*What this task involves:*
Please retype, unchanged, each line from the top of the material below through the line where "use crate::module_catalog::ModuleCatalog;" appears.

*Data supplied:*
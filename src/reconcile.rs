//! Installed versus published module versions.
//!
//! The reconciler joins the installed set from a [`LocalSnapshotProvider`]
//! with answers from a [`ModuleCatalog`] and classifies every module by
//! whether a newer release is published. Records are rebuilt on every call.

use crate::error::Result;
use crate::module_catalog::ModuleCatalog;
use crate::snapshot::{CORE_NAME, LocalComponent, LocalSnapshotProvider};
use crate::version::{ReleaseVersion, VersionRequirement, VersionTriple, ordering_sign};
use serde::Serialize;
use std::collections::BTreeMap;

/// Suffix appended to a project URL to obtain its default-branch archive.
pub const ARCHIVE_SUFFIX: &str = "/archive/master.zip";

/// Version comparison for one installed module.
#[derive(Debug, Clone, PartialEq, Eq, Serialize)]
pub struct ModuleVersionRecord {
    /// Module class name.
    pub name: String,
    /// Human-readable title.
    pub title: String,
    /// Installed version.
    pub local_version: ReleaseVersion,
    /// Published version, when the catalog knows the module.
    pub remote_version: Option<VersionTriple>,
    /// Sign of `remote.compare(local)`; `None` when undetermined.
    pub is_newer: Option<i8>,
    /// Requirements of the version that would be installed.
    pub required_versions: BTreeMap<String, VersionRequirement>,
    /// Archive of the published version, when known.
    #[serde(skip_serializing_if = "Option::is_none")]
    pub download_url: Option<String>,
}

/// A requirement the installed set does not meet.
#[derive(Debug, Clone, PartialEq, Eq)]
pub struct UnmetRequirement {
    /// Required component.
    pub name: String,
    /// The declared requirement.
    pub requirement: VersionRequirement,
    /// Installed version of the component, if installed at all.
    pub installed: Option<VersionTriple>,
}

impl ModuleVersionRecord {
    fn from_local(component: &LocalComponent) -> Self {
        Self {
            name: component.name.clone(),
            title: component.title.clone(),
            local_version: component.version,
            remote_version: None,
            is_newer: None,
            required_versions: component.requires_versions.clone(),
            download_url: None,
        }
    }

    /// Whether a strictly newer version is published.
    #[must_use]
    pub fn is_upgradable(&self) -> bool {
        self.is_newer == Some(1)
    }

    /// Record the published version and its requirements.
    fn apply_remote(
        &mut self,
        version: ReleaseVersion,
        requires: BTreeMap<String, VersionRequirement>,
    ) {
        self.remote_version = version.known();
        self.is_newer = version.compare(&self.local_version).map(ordering_sign);
        if self.is_upgradable() {
            self.required_versions = requires;
        }
    }

    /// Requirements not met by `installed`.
    ///
    /// A component that is missing, or installed at a version the
    /// requirement rejects, is reported. Components whose installed version
    /// is unknown are not.
    #[must_use]
    pub fn unmet_requirements(
        &self,
        installed: &BTreeMap<String, ReleaseVersion>,
    ) -> Vec<UnmetRequirement> {
        self.required_versions
            .iter()
            .filter_map(|(name, requirement)| {
                let current = installed.get(name);
                let unmet = match current {
                    None => true,
                    Some(ReleaseVersion::Known(version)) => !requirement.is_satisfied_by(version),
                    Some(ReleaseVersion::Unknown) => false,
                };
                unmet.then(|| UnmetRequirement {
                    name: name.clone(),
                    requirement: *requirement,
                    installed: current.and_then(|version| version.known()),
                })
            })
            .collect()
    }
}

fn keep(record: &ModuleVersionRecord, only_new: bool) -> bool {
    !only_new || record.is_upgradable()
}

/// Compare every component in `local` against `catalog`.
///
/// # Errors
///
/// Returns [`crate::error::Error::CatalogUnavailable`] when the bulk lookup
/// fails.
pub fn reconcile(
    local: &[LocalComponent],
    catalog: &dyn ModuleCatalog,
    only_new: bool,
) -> Result<BTreeMap<String, ModuleVersionRecord>> {
    if local.is_empty() {
        return Ok(BTreeMap::new());
    }

    let names: Vec<String> = local.iter().map(|component| component.name.clone()).collect();
    let mut records: BTreeMap<String, ModuleVersionRecord> = local
        .iter()
        .map(|component| {
            (
                component.name.clone(),
                ModuleVersionRecord::from_local(component),
            )
        })
        .collect();

    for remote in catalog.lookup_many(&names)? {
        match records.get_mut(&remote.class_name) {
            Some(record) => record.apply_remote(remote.version, remote.requires_versions),
            None => log::debug!("catalog returned unrequested module {}", remote.class_name),
        }
    }

    records.retain(|_, record| keep(record, only_new));
    Ok(records)
}

/// Compare one component against `catalog`'s single-item endpoint.
///
/// Returns `None` when `only_new` filters the record out.
///
/// # Errors
///
/// Returns [`crate::error::Error::CatalogUnavailable`] when the lookup fails.
pub fn reconcile_one(
    local: &LocalComponent,
    catalog: &dyn ModuleCatalog,
    only_new: bool,
) -> Result<Option<ModuleVersionRecord>> {
    let detail = catalog.lookup_one(&local.name)?;
    let mut record = ModuleVersionRecord::from_local(local);
    record.apply_remote(detail.version, detail.requires_versions);
    record.download_url = detail
        .project_url
        .map(|url| format!("{}{ARCHIVE_SUFFIX}", url.trim_end_matches('/')));
    Ok(keep(&record, only_new).then_some(record))
}

/// Reconciler bound to an installation and a catalog.
pub struct VersionReconciler<'a> {
    snapshot: &'a dyn LocalSnapshotProvider,
    catalog: &'a dyn ModuleCatalog,
}

impl<'a> VersionReconciler<'a> {
    /// Create a reconciler.
    #[must_use]
    pub fn new(snapshot: &'a dyn LocalSnapshotProvider, catalog: &'a dyn ModuleCatalog) -> Self {
        Self { snapshot, catalog }
    }

    /// Reconcile every installed module.
    ///
    /// # Errors
    ///
    /// Returns an error when the installation cannot be read or the catalog
    /// is unavailable.
    pub fn reconcile(&self, only_new: bool) -> Result<BTreeMap<String, ModuleVersionRecord>> {
        let components = self.snapshot.components()?;
        reconcile(&components, self.catalog, only_new)
    }

    /// Reconcile the module called `name`.
    ///
    /// A module that is not installed is compared as version unknown.
    ///
    /// # Errors
    ///
    /// Returns an error when the installation cannot be read or the catalog
    /// is unavailable.
    pub fn reconcile_one(&self, name: &str, only_new: bool) -> Result<Option<ModuleVersionRecord>> {
        let local = self
            .snapshot
            .components()?
            .into_iter()
            .find(|component| component.name == name)
            .unwrap_or_else(|| LocalComponent::new(name, name, ReleaseVersion::Unknown));
        reconcile_one(&local, self.catalog, only_new)
    }

    /// Installed versions of the core and every module, keyed by name.
    ///
    /// # Errors
    ///
    /// Returns an error when the installation cannot be read.
    pub fn installed_versions(&self) -> Result<BTreeMap<String, ReleaseVersion>> {
        let mut versions: BTreeMap<String, ReleaseVersion> = self
            .snapshot
            .components()?
            .into_iter()
            .map(|component| (component.name, component.version))
            .collect();
        versions.insert(CORE_NAME.to_owned(), self.snapshot.core_version()?);
        Ok(versions)
    }
}
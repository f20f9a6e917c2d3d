//! Best-effort project tidying after a successful acquisition.
//!
//! Nothing here may fail an acquisition: every step runs through
//! [`best_effort`], which logs and swallows errors.

use camino::Utf8Path;
use chrono::{DateTime, Local};
use std::fmt::Display;

/// Release files that have no place in a new project.
pub const EXTRANEOUS_PATTERNS: [&str; 3] = ["LICENSE*", "UPGRADE*.md", "CHANGELOG*.md"];

/// Name of the project marker written into the destination.
pub const README_NAME: &str = "README.md";

/// Sentence that identifies a README written by [`tidy_project`].
const README_SIGNATURE: &str = "A ProcessWire project created on";

/// Run `op`, logging and discarding its error.
///
/// # Examples
///
/// ```
/// use wirefetch::cleanup::best_effort;
///
/// let value = best_effort("parse", || "42".parse::<u8>());
/// assert_eq!(value, Some(42));
/// assert_eq!(best_effort("parse", || "x".parse::<u8>()), None);
/// ```
pub fn best_effort<T, E, F>(action: &str, op: F) -> Option<T>
where
    E: Display,
    F: FnOnce() -> Result<T, E>,
{
    match op() {
        Ok(value) => Some(value),
        Err(err) => {
            log::warn!("{action} failed (ignored): {err}");
            None
        }
    }
}

/// Contents of the README marker.
#[must_use]
pub fn project_readme(name: &str, created: &DateTime<Local>) -> String {
    format!(
        "{name}\n{underline}\n\n{README_SIGNATURE} {date}.\n",
        underline = "=".repeat(name.chars().count().max(4)),
        date = created.format("%B %-d, %Y at %H:%M"),
    )
}

/// Whether `project_dir` holds the README marker written by [`tidy_project`].
#[must_use]
pub fn has_project_readme(project_dir: &Utf8Path) -> bool {
    std::fs::read_to_string(project_dir.join(README_NAME))
        .is_ok_and(|text| text.contains(README_SIGNATURE))
}

/// Remove extraneous release files from `project_dir` and write the README
/// marker. Returns the number of files removed.
pub fn tidy_project(project_dir: &Utf8Path, project_name: &str, now: &DateTime<Local>) -> usize {
    let mut removed = 0;
    let escaped_dir = glob::Pattern::escape(project_dir.as_str());
    for pattern in EXTRANEOUS_PATTERNS {
        let full = format!("{escaped_dir}/{pattern}");
        let Some(paths) = best_effort("listing release files", || glob::glob(&full)) else {
            continue;
        };
        for path in paths.filter_map(|entry| best_effort("reading release file entry", || entry)) {
            if !path.is_file() {
                continue;
            }
            if best_effort("removing release file", || std::fs::remove_file(&path)).is_some() {
                log::debug!("removed {}", path.display());
                removed += 1;
            }
        }
    }

    let readme = project_dir.join(README_NAME);
    best_effort("writing project README", || {
        std::fs::write(&readme, project_readme(project_name, now))
    });
    removed
}

#[cfg(test)]
mod tests {
    use super::*;
    use crate::test_utils::utf8_tempdir;
    use chrono::TimeZone;

    fn fixed_time() -> DateTime<Local> {
        Local
            .with_ymd_and_hms(2024, 3, 5, 14, 30, 0)
            .single()
            .expect("unambiguous local time")
    }

    #[test]
    fn readme_names_project_and_date() {
        let text = project_readme("shop", &fixed_time());
        assert!(text.starts_with("shop\n====\n\n"));
        assert!(text.contains("created on March 5, 2024 at 14:30."));
    }

    #[test]
    fn underline_matches_long_names() {
        let text = project_readme("my-big-site", &fixed_time());
        assert!(text.contains("\n===========\n"));
    }

    #[test]
    fn tidy_removes_release_files_and_writes_readme() {
        let (_guard, dir) = utf8_tempdir();
        for name in ["LICENSE.TXT", "UPGRADE-3.0.md", "CHANGELOG.md", "index.php"] {
            std::fs::write(dir.join(name), b"x").expect("write fixture");
        }

        let removed = tidy_project(&dir, "shop", &fixed_time());

        assert_eq!(removed, 3);
        assert!(dir.join("index.php").is_file());
        assert!(!dir.join("LICENSE.TXT").exists());
        assert!(!dir.join("CHANGELOG.md").exists());
        let readme = std::fs::read_to_string(dir.join(README_NAME)).expect("readme written");
        assert!(readme.starts_with("shop\n"));
    }

    #[test]
    fn project_readme_is_recognised_but_release_readme_is_not() {
        let (_guard, dir) = utf8_tempdir();
        std::fs::write(dir.join(README_NAME), "# ProcessWire\n").expect("write release readme");
        assert!(!has_project_readme(&dir));

        tidy_project(&dir, "shop", &fixed_time());

        assert!(has_project_readme(&dir));
    }

    #[test]
    fn tidy_tolerates_missing_directory() {
        let (_guard, dir) = utf8_tempdir();
        let missing = dir.join("gone");
        assert_eq!(tidy_project(&missing, "gone", &fixed_time()), 0);
        assert!(!missing.exists());
    }

    #[test]
    fn best_effort_swallows_errors() {
        let result: Option<()> = best_effort("failing step", || Err("boom"));
        assert!(result.is_none());
    }
}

*Task output:*
filename src/reconcile.rs
//! Installed versus published module versions.
//!
//! The reconciler joins the installed set from a [`LocalSnapshotProvider`]
//! with answers from a [`ModuleCatalog`] and classifies every module by
//! whether a newer release is published. Records are rebuilt on every call.

use crate::error::Result;
use crate::module_catalog::ModuleCatalog;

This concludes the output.